> _WORK INSTRUCTIONS_
Print the listing again exactly, leaving nothing out.

> _GIVEN DATA_

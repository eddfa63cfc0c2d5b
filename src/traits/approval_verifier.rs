//! Signed off-ledger share approvals.

use serde::{Deserialize, Serialize};

use crate::domain::{Account, Amount, Timestamp};

/// A 64-byte detached signature over an [`ApprovalMessage`].
///
/// The engine never interprets the bytes; only the host's
/// [`ApprovalVerifier`] does.
#[derive(Debug, Clone, Copy, PartialEq, Eq, Serialize, Deserialize)]
pub struct Signature(#[serde(with = "serde_bytes_64")] pub [u8; 64]);

/// The message a share owner signs to grant a spender an allowance
/// without submitting a transaction themselves.
///
/// `nonce` must equal the owner's current approval nonce; each accepted
/// approval increments it, so a message can never be replayed.
#[derive(Debug, Clone, Copy, PartialEq, Eq, Serialize, Deserialize)]
pub struct ApprovalMessage {
    /// The share owner granting the allowance.
    pub owner: Account,
    /// The account allowed to spend the owner's shares.
    pub spender: Account,
    /// The allowance being granted.
    pub shares: Amount,
    /// The owner's current approval nonce.
    pub nonce: u64,
    /// Instant after which the approval is void.
    pub expiry: Timestamp,
}

/// Verifies that a signature was produced by the message's owner.
///
/// The concrete scheme (curve, domain separation, message encoding) is
/// the host's business; the engine only asks "did `message.owner` sign
/// this?".
pub trait ApprovalVerifier {
    /// Returns `true` when `signature` is a valid signature of
    /// `message` by `message.owner`.
    fn verify(&self, message: &ApprovalMessage, signature: &Signature) -> bool;
}

// serde's array support stops at 32 elements, so the 64-byte signature
// round-trips through a pair of halves.
mod serde_bytes_64 {
    use serde::{Deserialize, Deserializer, Serialize, Serializer};

    pub fn serialize<S: Serializer>(bytes: &[u8; 64], serializer: S) -> Result<S::Ok, S::Error> {
        let mut lo = [0u8; 32];
        let mut hi = [0u8; 32];
        lo.copy_from_slice(&bytes[..32]);
        hi.copy_from_slice(&bytes[32..]);
        (lo, hi).serialize(serializer)
    }

    pub fn deserialize<'de, D: Deserializer<'de>>(deserializer: D) -> Result<[u8; 64], D::Error> {
        let (lo, hi): ([u8; 32], [u8; 32]) = Deserialize::deserialize(deserializer)?;
        let mut bytes = [0u8; 64];
        bytes[..32].copy_from_slice(&lo);
        bytes[32..].copy_from_slice(&hi);
        Ok(bytes)
    }
}
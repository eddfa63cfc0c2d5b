//! Fundamental domain value types for the pricing and accounting engine.
//!
//! All quantities are integer-backed newtypes with validated constructors:
//! raw token units ([`Amount`]), 18-decimal fixed-point fractions
//! ([`Wad`]), USD values in the common unit of account ([`Value`]), and
//! chain-agnostic 32-byte identifiers ([`AssetId`], [`Account`]).
//! Division always takes an explicit [`Rounding`] direction.

mod account;
mod amount;
mod asset_id;
mod decimals;
mod rounding;
mod timestamp;
mod value;
mod wad;

pub use account::Account;
pub use amount::Amount;
pub use asset_id::AssetId;
pub use decimals::Decimals;
pub use rounding::Rounding;
pub use timestamp::Timestamp;
pub use value::Value;
pub use wad::Wad;
//! Single-asset liquidity pools.
//!
//! A pool holds exactly one asset and prices it in USD via the oracle.
//! Its ledger is three numbers:
//!
//! - `assets` — tokens backing liquidity provider claims;
//! - `liabilities` — tokens owed to liquidity providers;
//! - `protocol_fees` — tokens owed to the protocol's fee recipient.
//!
//! Tokens actually held always equal `assets + protocol_fees`.  The
//! coverage ratio `assets / liabilities` drives the slippage curve, and
//! `liabilities / share supply` is the price per share, which only ever
//! grows as LP fees fold into liabilities.
//!
//! Every mutating operation follows the same shape: validate, compute
//! the full outcome with checked arithmetic, perform the one external
//! transfer, then commit the precomputed ledger with no fallible step
//! left.  A failed transfer therefore never leaves a partial update.

mod shares;

pub use shares::ShareLedger;

use serde::{Deserialize, Serialize};

use crate::config::{FeeSchedule, PoolConfig, SlippageCurve};
use crate::domain::{Account, Amount, AssetId, Decimals, Rounding, Timestamp, Value, Wad};
use crate::error::{Result, SwapError};
use crate::math::mul_div;
use crate::traits::TokenLedger;

#[cfg(test)]
mod proptest_properties;

/// Outcome of a deposit, computed before any token moves.
#[derive(Debug, Clone, Copy, PartialEq, Eq)]
pub struct DepositQuote {
    /// Balance fee charged on the deposit.
    pub fee: Amount,
    /// Shares that will be minted.
    pub shares: Amount,
}

/// Outcome of a withdrawal.
#[derive(Debug, Clone, Copy, PartialEq, Eq)]
pub struct WithdrawQuote {
    /// Balance fee charged on the withdrawal.
    pub fee: Amount,
    /// Tokens paid to the withdrawer.
    pub payout: Amount,
}

/// Outcome of the sell leg of a swap.
#[derive(Debug, Clone, Copy, PartialEq, Eq)]
pub struct SwapInQuote {
    /// USD value credited towards the buy leg.
    pub value: Value,
    /// Total trading fee charged on the input.
    pub fee: Amount,
    /// Portion of the fee owed to the protocol.
    pub protocol_fee: Amount,
    /// Portion of the fee folded into liabilities.
    pub lp_fee: Amount,
    /// Slippage bonus for restoring coverage.
    pub bonus: Amount,
}

/// Outcome of the buy leg of a swap.
#[derive(Debug, Clone, Copy, PartialEq, Eq)]
pub struct SwapOutQuote {
    /// Tokens the credited value converts to before slippage and fees.
    pub gross: Amount,
    /// Slippage penalty for draining coverage.
    pub penalty: Amount,
    /// Total trading fee charged after slippage.
    pub fee: Amount,
    /// Portion of the fee owed to the protocol.
    pub protocol_fee: Amount,
    /// Portion of the fee folded into liabilities.
    pub lp_fee: Amount,
    /// Tokens paid to the buyer.
    pub amount_out: Amount,
}

/// Saved ledger fields for compensating rollback across multi-pool
/// operations.
#[derive(Debug, Clone, Copy)]
pub(crate) struct LedgerSnapshot {
    assets: Amount,
    liabilities: Amount,
    protocol_fees: Amount,
    last_activity_at: Timestamp,
}

/// A single-asset pool: ledger, share token, and policy.
#[derive(Debug, Clone, PartialEq, Eq, Serialize, Deserialize)]
pub struct Pool {
    asset: AssetId,
    name: String,
    symbol: String,
    decimals: Decimals,
    is_stablecoin: bool,
    base_fee: Wad,
    fees: FeeSchedule,
    slippage: SlippageCurve,
    deposit_cap: Amount,
    paused: bool,
    router: Option<Account>,
    last_activity_at: Timestamp,
    assets: Amount,
    liabilities: Amount,
    protocol_fees: Amount,
    shares: ShareLedger,
}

> _ANSWER TO THIS PROBLEM_
repository eddfa63cfc0c2d5b
filename src/traits/approval_verifier.rs
//! Signed off-ledger share approvals.

use serde::{Deserialize, Serialize};

use crate::domain::{Account, Amount, Timestamp};

/// A 64-byte detached signature over an [`ApprovalMessage`].
///
/// The engine never interprets the bytes; only the host's
/// [`ApprovalVerifier`] does.
#[derive(Debug, Clone, Copy, PartialEq, Eq, Serialize, Deserialize)]
pub struct Signature(#[serde(with = "serde_bytes_64")] pub [u8; 64]);

/// The message a share owner signs to grant a spender an allowance
/// without submitting a transaction themselves.
///
/// `nonce` must equal the owner's current approval nonce; each accepted
/// approval increments it, so a message can never be replayed.
#[derive(Debug, Clone, Copy, PartialEq, Eq, Serialize, Deserialize)]
pub struct ApprovalMessage {
    /// The share owner granting the allowance.
    pub owner: Account,
    /// The account allowed to spend the owner's shares.
    pub spender: Account,
    /// The allowance being granted.
    pub shares: Amount,
    /// The owner's current approval nonce.
    pub nonce: u64,
    /// Instant after which the approval is void.
    pub expiry: Timestamp,
}

/// Verifies that a signature was produced by the message's owner.
///
/// The concrete scheme (curve, domain separation, message encoding) is
/// the host's business; the engine only asks "did `message.owner` sign
/// this?".
pub trait ApprovalVerifier {
    /// Returns `true` when `signature` is a valid signature of
    /// `message` by `message.owner`.
    fn verify(&self, message: &ApprovalMessage, signature: &Signature) -> bool;
}

// serde's array support stops at 32 elements, so the 64-byte signature
// round-trips through a pair of halves.
mod serde_bytes_64 {
    use serde::{Deserialize, Deserializer, Serialize, Serializer};

    pub fn serialize<S: Serializer>(bytes: &[u8; 64], serializer: S) -> Result<S::Ok, S::Error> {
        let mut lo = [0u8; 32];
        let mut hi = [0u8; 32];
        lo.copy_from_slice(&bytes[..32]);
        hi.copy_from_slice(&bytes[32..]);
        (lo, hi).serialize(serializer)
    }

    pub fn deserialize<'de, D: Deserializer<'de>>(deserializer: D) -> Result<[u8; 64], D::Error> {
        let (lo, hi): ([u8; 32], [u8; 32]) = Deserialize::deserialize(deserializer)?;
        let mut bytes = [0u8; 64];
        bytes[..32].copy_from_slice(&lo);
        bytes[32..].copy_from_slice(&hi);
        Ok(bytes)
    }
}
repository eddfa63cfc0c2d5b
//! Fundamental domain value types for the pricing and accounting engine.
//!
//! All quantities are integer-backed newtypes with validated constructors:
//! raw token units ([`Amount`]), 18-decimal fixed-point fractions
//! ([`Wad`]), USD values in the common unit of account ([`Value`]), and
//! chain-agnostic 32-byte identifiers ([`AssetId`], [`Account`]).
//! Division always takes an explicit [`Rounding`] direction.

mod account;
mod amount;
mod asset_id;
mod decimals;
mod rounding;
mod timestamp;
mod value;
mod wad;

pub use account::Account;
pub use amount::Amount;
pub use asset_id::AssetId;
pub use decimals::Decimals;
pub use rounding::Rounding;
pub use timestamp::Timestamp;
pub use value::Value;
pub use wad::Wad;
//! Single-asset liquidity pools.
//!
//! A pool holds exactly one asset and prices it in USD via the oracle.
//! Its ledger is three numbers:
//!
//! - `assets` — tokens backing liquidity provider claims;
//! - `liabilities` — tokens owed to liquidity providers;
//! - `protocol_fees` — tokens owed to the protocol's fee recipient.
//!
//! Tokens actually held always equal `assets + protocol_fees`.  The
//! coverage ratio `assets / liabilities` drives the slippage curve, and
//! `liabilities / share supply` is the price per share, which only ever
//! grows as LP fees fold into liabilities.
//!
//! Every mutating operation follows the same shape: validate, compute
//! the full outcome with checked arithmetic, perform the one external
//! transfer, then commit the precomputed ledger with no fallible step
//! left.  A failed transfer therefore never leaves a partial update.

mod shares;

pub use shares::ShareLedger;

use serde::{Deserialize, Serialize};

use crate::config::{FeeSchedule, PoolConfig, SlippageCurve};
use crate::domain::{Account, Amount, AssetId, Decimals, Rounding, Timestamp, Value, Wad};
use crate::error::{Result, SwapError};
use crate::math::mul_div;
use crate::traits::TokenLedger;

#[cfg(test)]
mod proptest_properties;

/// Outcome of a deposit, computed before any token moves.
#[derive(Debug, Clone, Copy, PartialEq, Eq)]
pub struct DepositQuote {
    /// Balance fee charged on the deposit.
    pub fee: Amount,
    /// Shares that will be minted.
    pub shares: Amount,
}

/// Outcome of a withdrawal.
#[derive(Debug, Clone, Copy, PartialEq, Eq)]
pub struct WithdrawQuote {
    /// Balance fee charged on the withdrawal.
    pub fee: Amount,
    /// Tokens paid to the withdrawer.
    pub payout: Amount,
}

/// Outcome of the sell leg of a swap.
#[derive(Debug, Clone, Copy, PartialEq, Eq)]
pub struct SwapInQuote {
    /// USD value credited towards the buy leg.
    pub value: Value,
    /// Total trading fee charged on the input.
    pub fee: Amount,
    /// Portion of the fee owed to the protocol.
    pub protocol_fee: Amount,
    /// Portion of the fee folded into liabilities.
    pub lp_fee: Amount,
    /// Slippage bonus for restoring coverage.
    pub bonus: Amount,
}

/// Outcome of the buy leg of a swap.
#[derive(Debug, Clone, Copy, PartialEq, Eq)]
pub struct SwapOutQuote {
    /// Tokens the credited value converts to before slippage and fees.
    pub gross: Amount,
    /// Slippage penalty for draining coverage.
    pub penalty: Amount,
    /// Total trading fee charged after slippage.
    pub fee: Amount,
    /// Portion of the fee owed to the protocol.
    pub protocol_fee: Amount,
    /// Portion of the fee folded into liabilities.
    pub lp_fee: Amount,
    /// Tokens paid to the buyer.
    pub amount_out: Amount,
}

/// Saved ledger fields for compensating rollback across multi-pool
/// operations.
#[derive(Debug, Clone, Copy)]
pub(crate) struct LedgerSnapshot {
    assets: Amount,
    liabilities: Amount,
    protocol_fees: Amount,
    last_activity_at: Timestamp,
}

/// A single-asset pool: ledger, share token, and policy.
#[derive(Debug, Clone, PartialEq, Eq, Serialize, Deserialize)]
pub struct Pool {
    asset: AssetId,
    name: String,
    symbol: String,
    decimals: Decimals,
    is_stablecoin: bool,
    base_fee: Wad,
    fees: FeeSchedule,
    slippage: SlippageCurve,
    deposit_cap: Amount,
    paused: bool,
    router: Option<Account>,
    last_activity_at: Timestamp,
    assets: Amount,
    liabilities: Amount,
    protocol_fees: Amount,
    shares: ShareLedger,
}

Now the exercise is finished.